Во время боевых действий в Нормандии Хемингуэй старался чаще бывать на передовых позициях, чтобы все увидеть своими глазами и получить свеженький материал. Однажды он раздобыл немецкий мотоцикл и на нем прорвался глубоко в тыл фашистов. Естественно, его засекли и разбили в пух и прах мотоцикл, показавшийся немцам подозрительным. Однако Хэмингуэй успел выброситься из мотоцикла в кювет и часа два, затаясь, ждал своей печальной участи. Нo его не обнаружили. Пронесло и на этот раз.
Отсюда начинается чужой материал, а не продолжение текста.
use std::env;
use std::fs;
use std::path::PathBuf;

fn main() {
    println!("cargo:rerun-if-changed=memory.x");
    println!("cargo:rerun-if-changed=build.rs");

    // Host builds (unit tests) need no linker script.
    if env::var("CARGO_CFG_TARGET_ARCH").as_deref() != Ok("arm") {
        return;
    }

    // Put memory.x where cortex-m-rt's link.x can find it
    let out_dir = PathBuf::from(env::var("OUT_DIR").expect("OUT_DIR is set by cargo"));
    fs::copy("memory.x", out_dir.join("memory.x")).expect("memory.x next to Cargo.toml");
    println!("cargo:rustc-link-search={}", out_dir.display());
}
// ---------------------------------------------------------------------------
// Global kernel instance
// ---------------------------------------------------------------------------

struct GlobalKernel(UnsafeCell<Kernel<DefaultPort>>);

// Safety: single core, and every mutation goes through the kernel's own
// critical section.
unsafe impl Sync for GlobalKernel {}

static KERNEL: GlobalKernel = GlobalKernel(UnsafeCell::new(Kernel::new(
    DefaultPort::new(),
    StackPool::empty(),
    KernelConfig::DEFAULT,
)));

static mut IDLE_STACK: [u32; IDLE_STACK_WORDS] = [0; IDLE_STACK_WORDS];

/// Run `f` on the global kernel; faults if `init` has not run.
fn with_kernel<R>(f: impl FnOnce(&mut Kernel<DefaultPort>) -> R) -> R {
    // SAFETY: see `GlobalKernel`.
    let k = unsafe { &mut *KERNEL.0.get() };
    k.ensure_initialized();
    f(k)
}

// ---------------------------------------------------------------------------
// Kernel API
// ---------------------------------------------------------------------------

/// Initialise the kernel with the default configuration. Task stacks
/// requested by size are carved from `stack_heap` in blocks of
/// `DEFAULT_STACK_WORDS`.
///
/// Must be called exactly once, before any other kernel function.
pub fn init(stack_heap: &'static mut [u32]) {
    init_with_config(KernelConfig::DEFAULT, stack_heap);
}

pub fn init_with_config(config: KernelConfig, stack_heap: &'static mut [u32]) {
    // SAFETY: see `GlobalKernel`; nothing else runs before init.
    let k = unsafe { &mut *KERNEL.0.get() };
    if k.is_initialized() {
        fatal(KernelFault::AlreadyInitialized);
    }
    k.set_config(config);
    k.heap_mut().attach(stack_heap, DEFAULT_STACK_WORDS);
    // SAFETY: handed out once, here.
    let idle_stack = unsafe { &mut *ptr::addr_of_mut!(IDLE_STACK) };
    k.init(idle_stack);
}

/// Start scheduling. **Does not return.**
pub fn start() -> ! {
    with_kernel(|k| k.start());
    loop {
        with_kernel(|k| k.port().wait_for_interrupt());
    }
}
Война закончилась и казалось, все дальше будет тихо и мирно. Хемингуэй вернулся на Кубу в свой дом. 20 июня 1945 года он, спеша отвезти на аэродром свою жену Уэлш, потерял управление, и его автомобиль врезался в дерево. Как говорят французы: о-ля-ля! Снова разбитая голова, сломанные ребра и повреждена нога. И тут снова можно удивляться мужеству Хэма, он, весь травмированный, опять же, несмотря на собственные болевые ощущения, поднял Мэри на руки и отнес на руках в ближайший поселок, думая, что его спутница получила тяжелейшую травму, а у нее была лишь рассечена щека, но кровь и ее стоны заставили Хемингуэя забыть о себе. Он спасал Мэри.